Modern Adventuress

A weekly email letter by Jen Myers


On stress

06 January 2017

A short time ago, my therapist suggested we try something new. This doesn’t happen often, because I’ve rarely reacted well to it. Early in our partnership (now into its third year), she attempted new suggestions more frequently, especially in regards to her speciality of art therapy—which, ostensibly, I had been interested in trying before we began working together. But, once in that physical and mental space where I was to do work on myself, I stubbornly insisted on holding to my analytic side and kept my therapy firmly rooted in words, where I was already comfortable.

Over time, however, I have softened and become more flexible, and so recently I was willing to try a guided meditation session. I recognized that I had hit a ceiling of development, and that the old tools were not going to move me beyond it. It was time to level up, which meant exploring the unknown, beyond comfortable words and thoughts. I’d been working towards it for a while. About a year ago, I wrote about my new journey with yoga and how I feared I was too sarcastic to ever really be good at it. Sarcasm, of course, is just armor, sometimes needed but sometimes not. At some point, I’d managed to get over the need for instant protection. I learned how to sit quietly with myself. I learned how to master myself, at least to a certain point. And I learned that there was a great, formless mass of unprocessed emotions and unchecked habits, steadily built up over many years, to finally reckon with. When faced with that, you either fall back on what you’ve always done, and remain stuck in place, or you move forward. I was, gingerly, doubtfully, curiously moving forward.

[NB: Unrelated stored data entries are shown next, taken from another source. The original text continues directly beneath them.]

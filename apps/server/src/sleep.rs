// Sleep mode: a one-off temperature curve stretched between "now" and a wake time.
// Curve points are (progress, temperature) with progress running 0.0 -> 1.0
// across the night.

use crate::intent::{MAX_TARGET_TEMP_F, MIN_TARGET_TEMP_F};
use chrono::{DateTime, Duration, NaiveDateTime, NaiveTime, TimeZone, Utc};
use chrono_tz::Tz;
use serde::{Deserialize, Serialize};
use thiserror::Error;

#[derive(Debug, Error, PartialEq)]
pub enum ScheduleError {
    #[error("wake time {wake} is not after start time {start}")]
    WakeNotAfterStart {
        start: DateTime<Utc>,
        wake: DateTime<Utc>,
    },
    #[error("curve needs at least 2 points, got {0}")]
    TooFewPoints(usize),
    #[error("curve point {index} has progress {progress} outside [0, 1]")]
    ProgressOutOfRange { index: usize, progress: f64 },
    #[error("curve point {0} is not in ascending progress order")]
    NotAscending(usize),
    #[error("curve must start at progress 0 and end at progress 1")]
    OpenEnded,
    #[error("curve point {index} temperature {temp} is outside the supported range")]
    TempOutOfRange { index: usize, temp: f64 },
    #[error("unrecognized wake time {0:?}")]
    BadWakeTime(String),
}

#[derive(Debug, Clone, Copy, PartialEq, Serialize, Deserialize)]
pub struct CurvePoint {
    pub progress: f64,
    pub temp: f64,
}

impl CurvePoint {
    pub fn new(progress: f64, temp: f64) -> CurvePoint {
        CurvePoint { progress, temp }
    }
}

#[derive(Debug, Clone, Copy, PartialEq)]
pub enum SleepTarget {
    Active { temp_f: i64, progress: f64 },
    /// Outside the schedule window; the owner must clear the schedule.
    Inactive,
}

/// A validated sleep schedule. Only constructible through [`SleepSchedule::new`]
/// (deserialisation goes through the same checks).
#[derive(Debug, Clone, PartialEq, Serialize, Deserialize)]
#[serde(try_from = "RawSleepSchedule")]
pub struct SleepSchedule {
    start_time: DateTime<Utc>,
    wake_time: DateTime<Utc>,
    curve: Vec<CurvePoint>,
}

#[derive(Deserialize)]
struct RawSleepSchedule {
    start_time: DateTime<Utc>,
    wake_time: DateTime<Utc>,
    curve: Vec<CurvePoint>,
}

impl TryFrom<RawSleepSchedule> for SleepSchedule {
    type Error = ScheduleError;

    fn try_from(raw: RawSleepSchedule) -> Result<Self, Self::Error> {
        SleepSchedule::new(raw.start_time, raw.wake_time, raw.curve)
    }
}

impl SleepSchedule {
    pub fn new(
        start_time: DateTime<Utc>,
        wake_time: DateTime<Utc>,
        curve: Vec<CurvePoint>,
    ) -> Result<SleepSchedule, ScheduleError> {
        if wake_time <= start_time {
            return Err(ScheduleError::WakeNotAfterStart {
                start: start_time,
                wake: wake_time,
            });
        }
        validate_curve(&curve)?;
        Ok(SleepSchedule {
            start_time,
            wake_time,
            curve,
        })
    }

    pub fn start_time(&self) -> DateTime<Utc> {
        self.start_time
    }

    pub fn wake_time(&self) -> DateTime<Utc> {
        self.wake_time
    }

    pub fn curve(&self) -> &[CurvePoint] {
        &self.curve
    }

    pub fn contains(&self, now: DateTime<Utc>) -> bool {
        self.start_time <= now && now <= self.wake_time
    }

    pub fn progress(&self, now: DateTime<Utc>) -> f64 {
        let total = (self.wake_time - self.start_time).num_milliseconds() as f64;
        let elapsed = (now - self.start_time).num_milliseconds() as f64;
        (elapsed / total).clamp(0.0, 1.0)
    }

    pub fn target_at(&self, now: DateTime<Utc>) -> SleepTarget {
        if !self.contains(now) {
            return SleepTarget::Inactive;
        }
        let progress = self.progress(now);
        let temp = interpolate(&self.curve, progress);
        SleepTarget::Active {
            temp_f: temp.round() as i64,
            progress,
        }
    }
}

fn validate_curve(curve: &[CurvePoint]) -> Result<(), ScheduleError> {
    if curve.len() < 2 {
        return Err(ScheduleError::TooFewPoints(curve.len()));
    }
    for (index, point) in curve.iter().enumerate() {
        if !(0.0..=1.0).contains(&point.progress) {
            return Err(ScheduleError::ProgressOutOfRange {
                index,
                progress: point.progress,
            });
        }
        if !point.temp.is_finite()
            || point.temp < MIN_TARGET_TEMP_F as f64
            || point.temp > MAX_TARGET_TEMP_F as f64
        {
            return Err(ScheduleError::TempOutOfRange {
                index,
                temp: point.temp,
            });
        }
        if index > 0 && point.progress < curve[index - 1].progress {
            return Err(ScheduleError::NotAscending(index));
        }
    }
    if curve[0].progress != 0.0 || curve[curve.len() - 1].progress != 1.0 {
        return Err(ScheduleError::OpenEnded);
    }
    Ok(())
}

fn linear(val_start: f64, val_end: f64, x_start: f64, x_end: f64, x_target: f64) -> f64 {
    if x_end == x_start {
        return val_start;
    }
    let progress = ((x_target - x_start) / (x_end - x_start)).clamp(0.0, 1.0);
    val_end * progress + val_start * (1.0 - progress)
}

fn interpolate(curve: &[CurvePoint], progress: f64) -> f64 {
    for pair in curve.windows(2) {
        let (prev, next) = (pair[0], pair[1]);
        if prev.progress <= progress && progress <= next.progress {
            return linear(prev.temp, next.temp, prev.progress, next.progress, progress);
        }
    }
    // Only reachable through float error past the last point.
    curve.last().map_or(0.0, |p| p.temp)
}

/// Parses "7:00 AM" / "07:00 pm" / "22:30".
pub fn parse_wake_time(text: &str) -> Result<NaiveTime, ScheduleError> {
    let trimmed = text.trim();
    ["%I:%M %p", "%I:%M%p", "%H:%M"]
        .iter()
        .find_map(|fmt| NaiveTime::parse_from_str(trimmed, fmt).ok())
        .ok_or_else(|| ScheduleError::BadWakeTime(text.to_string()))
}

fn resolve_local(tz: &Tz, naive: NaiveDateTime) -> Option<DateTime<Tz>> {
    // A wall-clock time inside a DST gap does not exist; use the hour after.
    tz.from_local_datetime(&naive)
        .earliest()
        .or_else(|| tz.from_local_datetime(&(naive + Duration::hours(1))).earliest())
}

/// Next local occurrence of `wake` strictly after `now`.
pub fn next_wake(now: DateTime<Utc>, wake: NaiveTime, tz: &Tz) -> Option<DateTime<Utc>> {
    let local_now = now.with_timezone(tz);
    let mut date = local_now.date_naive();
    for _ in 0..2 {
        if let Some(candidate) = resolve_local(tz, date.and_time(wake)) {
            let candidate = candidate.with_timezone(&Utc);
            if candidate > now {
                return Some(candidate);
            }
        }
        date = date.succ_opt()?;
    }
    None
}

/// Builds a schedule running from `now` until the next `wake_text` wall-clock time.
pub fn start_sleep(
    now: DateTime<Utc>,
    wake_text: &str,
    curve: Vec<CurvePoint>,
    tz: &Tz,
) -> Result<SleepSchedule, ScheduleError> {
    let wake = parse_wake_time(wake_text)?;
    let wake_time =
        next_wake(now, wake, tz).ok_or_else(|| ScheduleError::BadWakeTime(wake_text.to_string()))?;
    SleepSchedule::new(now, wake_time, curve)
}
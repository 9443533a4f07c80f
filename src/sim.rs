//! In-process stand-ins for the heater, plug and battery.
//!
//! All three share one [`SimWorld`]: the heater warms a room that leaks heat to
//! the outside, the battery feeds the heater and is charged from the grid
//! while the plug is on.

use crate::device::{DeviceClient, DeviceConnector, DeviceError, DeviceKind, FieldMap};
use async_trait::async_trait;
use heat_protocol::channel::{estimated_heater_watts, names, ChannelValue};
use std::sync::{Arc, Mutex, MutexGuard};
use std::time::Instant;

#[derive(Debug, Clone)]
pub struct SimWorld {
    pub heater_power: bool,
    pub target_temp_f: i64,
    pub oscillation: bool,
    pub display: bool,
    pub plug_on: bool,
    pub ac_charge_watts: i64,
    pub soc: f64,
    pub room_f: f64,
    heater_f: f64,
    outside_f: f64,
    capacity_wh: f64,
    watts_in: i64,
    watts_out: i64,
    last_step: Instant,
}

impl Default for SimWorld {
    fn default() -> Self {
        SimWorld {
            heater_power: true,
            target_temp_f: 70,
            oscillation: false,
            display: true,
            plug_on: true,
            ac_charge_watts: 300,
            soc: 80.0,
            room_f: 64.0,
            heater_f: 64.0,
            outside_f: 40.0,
            capacity_wh: 3600.0,
            watts_in: 0,
            watts_out: 0,
            last_step: Instant::now(),
        }
    }
}

/// Moves heat from the warmer body to the cooler one.
fn exchange(t1: &mut f64, weight1: f64, t2: &mut f64, weight2: f64, speed: f64) {
    let energy1 = *t1 * weight1;
    let energy2 = *t2 * weight2;
    let exchanged = (*t1 - *t2) * speed;
    *t1 = (energy1 - exchanged) / weight1;
    *t2 = (energy2 + exchanged) / weight2;
}

impl SimWorld {
    /// Heat level the built-in thermostat picks for the current room temperature.
    pub fn heat_level(&self) -> &'static str {
        if !self.heater_power || (self.soc <= 0.0 && !self.plug_on) {
            "off"
        } else if self.room_f < self.target_temp_f as f64 - 1.0 {
            "high"
        } else if self.room_f < self.target_temp_f as f64 {
            "low"
        } else {
            "off"
        }
    }

    /// Advances the model by `secs` seconds.
    pub fn step(&mut self, secs: f64) {
        let heater_watts = estimated_heater_watts(self.heat_level()).unwrap_or(0);
        let charge_watts = if self.plug_on { self.ac_charge_watts.max(0) } else { 0 };
        let battery_full = self.soc >= 100.0;

        // With the plug on the grid carries the heater; otherwise the battery does.
        self.watts_in = if battery_full { 0 } else { charge_watts };
        self.watts_out = if self.plug_on { 0 } else { heater_watts };
        let net_wh = (self.watts_in - self.watts_out) as f64 * secs / 3600.0;
        self.soc = (self.soc + net_wh / self.capacity_wh * 100.0).clamp(0.0, 100.0);

        // One second per iteration keeps the exchange rates stable.
        let mut remaining = secs;
        while remaining > 0.0 {
            let dt = remaining.min(1.0);
            self.heater_f += heater_watts as f64 * 0.0001 * dt;
            exchange(&mut self.heater_f, 0.5, &mut self.room_f, 1.0, 0.03 * dt);
            let mut outside = self.outside_f;
            exchange(&mut self.room_f, 1.0, &mut outside, 1000.0, 0.0005 * dt);
            remaining -= dt;
        }
    }

    fn advance(&mut self) {
        let now = Instant::now();
        let secs = now.duration_since(self.last_step).as_secs_f64();
        self.last_step = now;
        self.step(secs);
    }
}

pub type SharedWorld = Arc<Mutex<SimWorld>>;

fn lock(world: &SharedWorld) -> Result<MutexGuard<'_, SimWorld>, DeviceError> {
    world
        .lock()
        .map_err(|_| DeviceError::Transient("simulator state poisoned".to_string()))
}

fn rejected(field: &str, reason: &str) -> DeviceError {
    DeviceError::Rejected {
        field: field.to_string(),
        reason: reason.to_string(),
    }
}

fn expect_bool(field: &str, value: &ChannelValue) -> Result<bool, DeviceError> {
    value.as_bool().ok_or_else(|| rejected(field, "expected a boolean"))
}

fn expect_int(field: &str, value: &ChannelValue) -> Result<i64, DeviceError> {
    value.as_i64().ok_or_else(|| rejected(field, "expected an integer"))
}

fn fields<const N: usize>(values: [(&str, ChannelValue); N]) -> FieldMap {
    values
        .into_iter()
        .map(|(name, value)| (name.to_string(), Some(value)))
        .collect()
}

pub struct SimHeater {
    world: SharedWorld,
}

#[async_trait]
impl DeviceClient for SimHeater {
    async fn read(&self) -> Result<FieldMap, DeviceError> {
        let mut world = lock(&self.world)?;
        world.advance();
        Ok(fields([
            (names::HEATER_POWER, world.heater_power.into()),
            (names::HEATER_CURRENT_TEMP, (world.room_f.round() as i64).into()),
            (names::HEATER_TARGET_TEMP, world.target_temp_f.into()),
            (names::HEATER_HEAT_MODE, "auto".into()),
            (names::HEATER_OSCILLATION, world.oscillation.into()),
            (names::HEATER_DISPLAY, world.display.into()),
            (names::HEATER_ACTIVE_HEAT_LEVEL, world.heat_level().into()),
        ]))
    }

    async fn write(&self, field: &str, value: &ChannelValue) -> Result<(), DeviceError> {
        let mut world = lock(&self.world)?;
        world.advance();
        match field {
            names::HEATER_POWER => world.heater_power = expect_bool(field, value)?,
            names::HEATER_OSCILLATION => world.oscillation = expect_bool(field, value)?,
            names::HEATER_DISPLAY => world.display = expect_bool(field, value)?,
            names::HEATER_TARGET_TEMP => {
                let temp = expect_int(field, value)?;
                if !(41..=95).contains(&temp) {
                    return Err(rejected(field, "out of range"));
                }
                world.target_temp_f = temp;
            }
            _ => return Err(rejected(field, "not writable")),
        }
        Ok(())
    }
}

pub struct SimPlug {
    world: SharedWorld,
}

#[async_trait]
impl DeviceClient for SimPlug {
    async fn read(&self) -> Result<FieldMap, DeviceError> {
        let world = lock(&self.world)?;
        Ok(fields([(names::PLUG_ON, world.plug_on.into())]))
    }

    async fn write(&self, field: &str, value: &ChannelValue) -> Result<(), DeviceError> {
        let mut world = lock(&self.world)?;
        world.advance();
        match field {
            names::PLUG_ON => world.plug_on = expect_bool(field, value)?,
            _ => return Err(rejected(field, "not writable")),
        }
        Ok(())
    }
}

pub struct SimBattery {
    world: SharedWorld,
}

#[async_trait]
impl DeviceClient for SimBattery {
    async fn read(&self) -> Result<FieldMap, DeviceError> {
        let mut world = lock(&self.world)?;
        world.advance();
        Ok(fields([
            (names::BATTERY_SOC, (world.soc.round() as i64).into()),
            (names::BATTERY_WATTS_IN, world.watts_in.into()),
            (names::BATTERY_WATTS_OUT, world.watts_out.into()),
            (names::BATTERY_AC_CHARGE_WATTS, world.ac_charge_watts.into()),
        ]))
    }

    async fn write(&self, field: &str, value: &ChannelValue) -> Result<(), DeviceError> {
        let mut world = lock(&self.world)?;
        world.advance();
        match field {
            names::BATTERY_AC_CHARGE_WATTS => {
                let watts = expect_int(field, value)?;
                if watts < 0 {
                    return Err(rejected(field, "negative charge power"));
                }
                world.ac_charge_watts = watts;
            }
            _ => return Err(rejected(field, "not writable")),
        }
        Ok(())
    }
}

pub struct SimConnector {
    kind: DeviceKind,
    world: SharedWorld,
}

impl SimConnector {
    pub fn new(kind: DeviceKind, world: SharedWorld) -> SimConnector {
        SimConnector { kind, world }
    }
}

#[async_trait]
impl DeviceConnector for SimConnector {
    async fn connect(&self) -> Result<Box<dyn DeviceClient>, DeviceError> {
        let world = self.world.clone();
        Ok(match self.kind {
            DeviceKind::Heater => Box::new(SimHeater { world }),
            DeviceKind::Plug => Box::new(SimPlug { world }),
            DeviceKind::Battery => Box::new(SimBattery { world }),
        })
    }
}

#[cfg(test)]
mod tests {
    use super::*;

    #[test]
    fn room_warms_towards_target_and_settles() {
        let mut world = SimWorld::default();
        assert_eq!(world.heat_level(), "high");
        for _ in 0..(4 * 3600) {
            world.step(1.0);
        }
        assert!(world.room_f >= 68.0, "room only reached {}", world.room_f);
        assert!(world.room_f < 73.0, "room overshot to {}", world.room_f);
    }

    #[test]
    fn heater_off_lets_room_cool() {
        let mut world = SimWorld {
            heater_power: false,
            room_f: 70.0,
            heater_f: 70.0,
            ..SimWorld::default()
        };
        world.step(3600.0);
        assert!(world.room_f < 70.0);
        assert_eq!(world.heat_level(), "off");
    }

    #[test]
    fn battery_carries_heater_with_plug_off() {
        let mut world = SimWorld {
            plug_on: false,
            ..SimWorld::default()
        };
        world.step(60.0);
        assert!(world.soc < 80.0);
        assert_eq!(world.watts_out, 1500);
        assert_eq!(world.watts_in, 0);

        let mut world = SimWorld {
            heater_power: false,
            ..SimWorld::default()
        };
        world.step(3600.0);
        assert!((world.soc - 88.33).abs() < 0.01);
    }

    #[tokio::test]
    async fn devices_share_one_world() {
        let world = SharedWorld::default();
        let heater = SimConnector::new(DeviceKind::Heater, world.clone())
            .connect()
            .await
            .unwrap();
        let battery = SimConnector::new(DeviceKind::Battery, world.clone())
            .connect()
            .await
            .unwrap();

        heater
            .write(names::HEATER_TARGET_TEMP, &ChannelValue::Int(66))
            .await
            .unwrap();
        let fields = heater.read().await.unwrap();
        assert_eq!(fields[names::HEATER_TARGET_TEMP], Some(ChannelValue::Int(66)));

        battery
            .write(names::BATTERY_AC_CHARGE_WATTS, &ChannelValue::Int(1500))
            .await
            .unwrap();
        assert_eq!(world.lock().unwrap().ac_charge_watts, 1500);

        let err = heater
            .write(names::HEATER_POWER, &ChannelValue::Int(1))
            .await
            .unwrap_err();
        assert!(matches!(err, DeviceError::Rejected { .. }));
        assert!(battery.write(names::BATTERY_SOC, &ChannelValue::Int(5)).await.is_err());
    }
}
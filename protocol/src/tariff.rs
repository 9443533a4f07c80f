//! Time-of-use tariff: season, period and $/kWh for a wall-clock instant.
//!
//! Every function here is evaluated against the civil time of the installation,
//! so callers convert through [`Tariff::local`] (or pass an already-local
//! `DateTime`). Nothing is cached; a call always reflects the period of the
//! instant it is given.

use chrono::{DateTime, Datelike, TimeZone, Timelike, Utc, Weekday};
use chrono_tz::Tz;
use serde::{Deserialize, Serialize};
use std::fmt;

const SUMMER_FIRST_MONTH: u32 = 6;
const SUMMER_LAST_MONTH: u32 = 9;
const OFF_PEAK_END_HOUR: u32 = 8;
const SUPER_PEAK_START_HOUR: u32 = 14;
const SUPER_PEAK_END_HOUR: u32 = 18;

pub const DEFAULT_TIMEZONE: Tz = chrono_tz::America::New_York;

#[derive(Debug, Clone, Copy, PartialEq, Eq, Serialize, Deserialize)]
#[serde(rename_all = "snake_case")]
pub enum Season {
    Summer,
    Winter,
}

#[derive(Debug, Clone, Copy, PartialEq, Eq, Hash, Serialize, Deserialize)]
#[serde(rename_all = "snake_case")]
pub enum TariffPeriod {
    OffPeak,
    Peak,
    SuperPeak,
}

impl TariffPeriod {
    pub fn as_str(&self) -> &'static str {
        match self {
            TariffPeriod::OffPeak => "off_peak",
            TariffPeriod::Peak => "peak",
            TariffPeriod::SuperPeak => "super_peak",
        }
    }

    /// Peak and super-peak both count as expensive hours.
    pub fn is_peak(&self) -> bool {
        !matches!(self, TariffPeriod::OffPeak)
    }
}

impl fmt::Display for TariffPeriod {
    fn fmt(&self, f: &mut fmt::Formatter<'_>) -> fmt::Result {
        f.write_str(self.as_str())
    }
}

pub fn season<T: TimeZone>(t: &DateTime<T>) -> Season {
    if (SUMMER_FIRST_MONTH..=SUMMER_LAST_MONTH).contains(&t.month()) {
        Season::Summer
    } else {
        Season::Winter
    }
}

pub fn is_weekday<T: TimeZone>(t: &DateTime<T>) -> bool {
    !matches!(t.weekday(), Weekday::Sat | Weekday::Sun)
}

pub fn period<T: TimeZone>(t: &DateTime<T>) -> TariffPeriod {
    let hour = t.hour();
    if season(t) == Season::Summer
        && is_weekday(t)
        && (SUPER_PEAK_START_HOUR..SUPER_PEAK_END_HOUR).contains(&hour)
    {
        TariffPeriod::SuperPeak
    } else if hour < OFF_PEAK_END_HOUR {
        TariffPeriod::OffPeak
    } else {
        TariffPeriod::Peak
    }
}

/// $/kWh per period and season.
#[derive(Debug, Clone, Copy, PartialEq, Serialize, Deserialize)]
#[serde(default)]
pub struct RateTable {
    pub offpeak: f64,
    pub summer_peak: f64,
    pub winter_peak: f64,
    pub super_peak: f64,
}

impl Default for RateTable {
    fn default() -> Self {
        RateTable {
            offpeak: 0.0249,
            summer_peak: 0.3523,
            winter_peak: 0.1305,
            super_peak: 0.3523,
        }
    }
}

impl RateTable {
    pub fn rate_for(&self, period: TariffPeriod, season: Season) -> f64 {
        match period {
            TariffPeriod::OffPeak => self.offpeak,
            TariffPeriod::SuperPeak => self.super_peak,
            TariffPeriod::Peak => match season {
                Season::Summer => self.summer_peak,
                Season::Winter => self.winter_peak,
            },
        }
    }

    pub fn rate<T: TimeZone>(&self, t: &DateTime<T>) -> f64 {
        self.rate_for(period(t), season(t))
    }

    /// Ordinary peak rate for the season of `t`, regardless of the hour.
    pub fn peak_rate<T: TimeZone>(&self, t: &DateTime<T>) -> f64 {
        self.rate_for(TariffPeriod::Peak, season(t))
    }

    pub fn offpeak_rate<T: TimeZone>(&self, t: &DateTime<T>) -> f64 {
        self.rate_for(TariffPeriod::OffPeak, season(t))
    }
}

/// Rate table bound to the installation's time zone.
#[derive(Debug, Clone, Copy, PartialEq)]
pub struct Tariff {
    pub rates: RateTable,
    pub tz: Tz,
}

impl Default for Tariff {
    fn default() -> Self {
        Tariff::new(RateTable::default(), DEFAULT_TIMEZONE)
    }
}

impl Tariff {
    pub fn new(rates: RateTable, tz: Tz) -> Tariff {
        Tariff { rates, tz }
    }

    pub fn local(&self, now: DateTime<Utc>) -> DateTime<Tz> {
        now.with_timezone(&self.tz)
    }

    pub fn period_at(&self, now: DateTime<Utc>) -> TariffPeriod {
        period(&self.local(now))
    }

    pub fn rate_at(&self, now: DateTime<Utc>) -> f64 {
        self.rates.rate(&self.local(now))
    }

    pub fn peak_rate_at(&self, now: DateTime<Utc>) -> f64 {
        self.rates.peak_rate(&self.local(now))
    }

    pub fn offpeak_rate_at(&self, now: DateTime<Utc>) -> f64 {
        self.rates.offpeak_rate(&self.local(now))
    }
}

#[cfg(test)]
mod tests {
    use super::*;
    use chrono_tz::America::New_York;

    fn local(y: i32, m: u32, d: u32, h: u32, min: u32) -> DateTime<Tz> {
        New_York.with_ymd_and_hms(y, m, d, h, min, 0).unwrap()
    }

    #[test]
    fn early_morning_is_off_peak() {
        let t = local(2024, 1, 10, 3, 0);
        assert_eq!(period(&t), TariffPeriod::OffPeak);
        assert_eq!(RateTable::default().rate(&t), 0.0249);

        let summer = local(2024, 7, 17, 3, 0);
        assert_eq!(period(&summer), TariffPeriod::OffPeak);
        assert_eq!(RateTable::default().rate(&summer), 0.0249);
    }

    #[test]
    fn off_peak_window_ends_at_eight() {
        assert_eq!(period(&local(2024, 1, 10, 0, 0)), TariffPeriod::OffPeak);
        assert_eq!(period(&local(2024, 1, 10, 7, 59)), TariffPeriod::OffPeak);
        assert_eq!(period(&local(2024, 1, 10, 8, 0)), TariffPeriod::Peak);
        assert_eq!(period(&local(2024, 1, 10, 23, 59)), TariffPeriod::Peak);
    }

    #[test]
    fn summer_weekday_afternoon_is_super_peak() {
        // 2024-07-17 is a Wednesday.
        let wednesday = local(2024, 7, 17, 15, 0);
        assert!(is_weekday(&wednesday));
        assert_eq!(period(&wednesday), TariffPeriod::SuperPeak);
        assert_eq!(RateTable::default().rate(&wednesday), 0.3523);

        assert_eq!(period(&local(2024, 7, 17, 13, 59)), TariffPeriod::Peak);
        assert_eq!(period(&local(2024, 7, 17, 14, 0)), TariffPeriod::SuperPeak);
        assert_eq!(period(&local(2024, 7, 17, 18, 0)), TariffPeriod::Peak);
    }

    #[test]
    fn weekend_is_never_super_peak() {
        let saturday = local(2024, 7, 20, 15, 0);
        assert!(!is_weekday(&saturday));
        assert_eq!(period(&saturday), TariffPeriod::Peak);
    }

    #[test]
    fn winter_afternoon_is_plain_peak() {
        let t = local(2024, 1, 10, 15, 0);
        assert_eq!(season(&t), Season::Winter);
        assert_eq!(period(&t), TariffPeriod::Peak);
        assert_eq!(RateTable::default().rate(&t), 0.1305);
    }

    #[test]
    fn season_boundaries() {
        assert_eq!(season(&local(2024, 5, 31, 12, 0)), Season::Winter);
        assert_eq!(season(&local(2024, 6, 1, 12, 0)), Season::Summer);
        assert_eq!(season(&local(2024, 9, 30, 12, 0)), Season::Summer);
        assert_eq!(season(&local(2024, 10, 1, 12, 0)), Season::Winter);
    }

    #[test]
    fn period_is_pure() {
        let t = local(2024, 8, 5, 16, 30);
        let first = period(&t);
        for _ in 0..10 {
            assert_eq!(period(&t), first);
        }
    }

    #[test]
    fn tariff_converts_utc_to_installation_time() {
        let tariff = Tariff::default();
        // 19:00Z is 15:00 EDT.
        let now = Utc.with_ymd_and_hms(2024, 7, 17, 19, 0, 0).unwrap();
        assert_eq!(tariff.period_at(now), TariffPeriod::SuperPeak);
        // 07:00Z is 02:00 EST.
        let night = Utc.with_ymd_and_hms(2024, 1, 10, 7, 0, 0).unwrap();
        assert_eq!(tariff.period_at(night), TariffPeriod::OffPeak);
        assert_eq!(tariff.rate_at(night), 0.0249);
    }

    #[test]
    fn period_serializes_snake_case() {
        assert_eq!(
            serde_json::to_string(&TariffPeriod::SuperPeak).unwrap(),
            "\"super_peak\""
        );
        assert_eq!(TariffPeriod::OffPeak.to_string(), "off_peak");
    }
}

Meditation taught me something else new, which was that I don’t have to be stressed out all the time, that there is actually another way to live. How extraordinary. It was another understanding long in the making, but it blossomed when I finally gave it enough time and concentration to. As any other person whose interaction with the world has been largely defined by anxiety and stress will know, it’s quite a revelation that this is not a necessary state of being and that it’s not even entirely dictated by external circumstance. Circumstance plays its part, to be sure. But even when you’ve carefully arranged your life to suit you, you will still operate with the same survival instinct, the same level of stress, that you did when you were in different circumstances, until you figure out how to switch it off. You also become aware that you’ll never reach the point where absolutely every external circumstance will suit you, because that’s simply not how life in the world works. So then, basically, it becomes necessary for you to learn how to calm the hell down.

It requires some rewiring. It requires time and careful movement. I now practice yoga every day. I follow my app-guided meditations. I go to therapy every week. I write down my thoughts every morning. I’ve slowly added more and more methods to slow myself down and pay attention to the moment I’m in, to not worry about what I have to do next or what I didn’t do in the past. It’s all so hopelessly cliched my first impulse is to dismiss it myself, maybe with a sarcastic barb. But the truth of the matter is that I have calmed down. I don’t stress out as much anymore. I feel more in control while in deliberate repose than I did in reflexive action, a paradox I hadn’t perceived before. It turns out it’s all just better.

And perhaps it’s better to save sarcasm, and stress, for the circumstances where they are truly required.